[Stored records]
//! Query engine serving the read operations.

use tracing::{debug, instrument};
use uuid::Uuid;

use video_search_repository::{DocumentQuery, Filter, SortClause};
use video_search_shared::{derive_tags, normalize_tags, Pagination, TrendingTag, VideoPage};

use crate::errors::QueryError;
use crate::federation::enrichment::enrich_videos;
use crate::federation::QueryConfig;
use crate::indexes::{CreatorsIndex, VideoHits, VideosIndex};

/// Upper bound of `trending_tags`.
pub const MAX_TRENDING_TAGS: u64 = 100;

const TAGS_FACET: &str = "tags";
const CREATED_AT: &str = "createdAt";

/// Read side over the search indexes.
#[derive(Clone)]
pub struct QueryEngine {
    videos: VideosIndex,
    creators: CreatorsIndex,
    config: QueryConfig,
}

impl QueryEngine {
    pub fn new(videos: VideosIndex, creators: CreatorsIndex, config: QueryConfig) -> Self {
        Self {
            videos,
            creators,
            config,
        }
    }

    /// Base query restricted to eligible videos and windowed by `pagination`.
    ///
    /// A page past the result window fetches no hits but still counts totals and facets.
    fn eligible(&self, pagination: &Pagination) -> DocumentQuery {
        let query = DocumentQuery::new().filters(self.config.status_filter.filters());
        if pagination.within_result_window() {
            query.paginate(pagination.offset(), pagination.limit())
        } else {
            debug!(page = pagination.page, "Page past the result window, returning no hits");
            query.paginate(0, 0)
        }
    }

    async fn page(
        &self,
        hits: VideoHits,
        pagination: Pagination,
        with_facets: bool,
    ) -> Result<VideoPage, QueryError> {
        let enriched = enrich_videos(&self.creators, hits.videos).await?;
        let page = VideoPage::new(enriched, pagination, hits.total);
        if with_facets {
            Ok(page.with_facets(hits.facet_distribution))
        } else {
            Ok(page)
        }
    }

    /// Newest eligible videos first.
    #[instrument(skip(self))]
    pub async fn search_latest(&self, pagination: Pagination) -> Result<VideoPage, QueryError> {
        pagination.validate().map_err(QueryError::invalid_input)?;

        let query = self
            .eligible(&pagination)
            .sort_by(SortClause::desc(CREATED_AT))
            .facet(TAGS_FACET);
        let hits = self.videos.search(&query).await?;
        debug!(total = hits.total, "Latest videos fetched");
        self.page(hits, pagination, true).await
    }

    /// Full-text search in relevance order.
    #[instrument(skip(self))]
    pub async fn search_by_query(
        &self,
        text: &str,
        pagination: Pagination,
    ) -> Result<VideoPage, QueryError> {
        pagination.validate().map_err(QueryError::invalid_input)?;
        let text = text.trim();
        if text.is_empty() {
            return Err(QueryError::invalid_input("q must not be empty"));
        }

        let query = self.eligible(&pagination).with_text(text).facet(TAGS_FACET);
        let hits = self.videos.search(&query).await?;
        debug!(total = hits.total, "Text search completed");
        self.page(hits, pagination, true).await
    }

    /// Eligible videos carrying any of `tags`.
    #[instrument(skip(self))]
    pub async fn search_by_tags(
        &self,
        tags: &[String],
        pagination: Pagination,
    ) -> Result<VideoPage, QueryError> {
        pagination.validate().map_err(QueryError::invalid_input)?;
        let tags = normalize_tags(tags);
        if tags.is_empty() {
            return Err(QueryError::invalid_input("at least one tag is required"));
        }

        let query = self
            .eligible(&pagination)
            .filter(Filter::any_of(TAGS_FACET, tags));
        let hits = self.videos.search(&query).await?;
        debug!(total = hits.total, "Tag search completed");
        self.page(hits, pagination, false).await
    }

    /// Eligible videos sharing a tag with the target, or from the same creator when the target
    /// has no tags.
    #[instrument(skip(self))]
    pub async fn search_related(
        &self,
        video_id: &str,
        pagination: Pagination,
    ) -> Result<VideoPage, QueryError> {
        pagination.validate().map_err(QueryError::invalid_input)?;
        Uuid::parse_str(video_id)
            .map_err(|_| QueryError::invalid_input("videoId must be a valid UUID"))?;

        let target = self
            .videos
            .get(video_id)
            .await?
            .ok_or_else(|| QueryError::VideoNotFound(video_id.to_string()))?;

        let tags = derive_tags(&target.title, &target.description, Some(target.tags.as_slice()));
        let relation = if tags.is_empty() {
            debug!(creator_id = %target.creator_id, "Target has no tags, relating by creator");
            Filter::equals("creatorId", target.creator_id.as_str())
        } else {
            Filter::any_of(TAGS_FACET, tags)
        };

        let query = self
            .eligible(&pagination)
            .filter(relation)
            .filter(Filter::not_equals("id", video_id))
            .sort_by(SortClause::desc(CREATED_AT))
            .facet(TAGS_FACET);
        let hits = self.videos.search(&query).await?;
        debug!(total = hits.total, "Related videos fetched");
        self.page(hits, pagination, true).await
    }

    /// The most frequent tags across eligible videos, ties broken alphabetically.
    #[instrument(skip(self))]
    pub async fn trending_tags(&self, max_tags_count: u64) -> Result<Vec<TrendingTag>, QueryError> {
        if !(1..=MAX_TRENDING_TAGS).contains(&max_tags_count) {
            return Err(QueryError::invalid_input(format!(
                "maxTagsCount must be between 1 and {}",
                MAX_TRENDING_TAGS
            )));
        }

        let query = DocumentQuery::new()
            .filters(self.config.status_filter.filters())
            .paginate(0, 0)
            .facet(TAGS_FACET);
        let mut hits = self.videos.search(&query).await?;

        let mut tags: Vec<TrendingTag> = hits
            .facet_distribution
            .remove(TAGS_FACET)
            .unwrap_or_default()
            .into_iter()
            .map(|(tag, count)| TrendingTag { tag, count })
            .collect();
        tags.sort_by(|a, b| b.count.cmp(&a.count).then_with(|| a.tag.cmp(&b.tag)));
        tags.truncate(max_tags_count as usize);
        Ok(tags)
    }
}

Work instruction:
Retype every line up to and including the one that contains "use crate::errors::QueryError;", beginning at the first line of the records, with no edits.

Response to this exercise:
//! Query engine serving the read operations.

use tracing::{debug, instrument};
use uuid::Uuid;

use video_search_repository::{DocumentQuery, Filter, SortClause};
use video_search_shared::{derive_tags, normalize_tags, Pagination, TrendingTag, VideoPage};

use crate::errors::QueryError;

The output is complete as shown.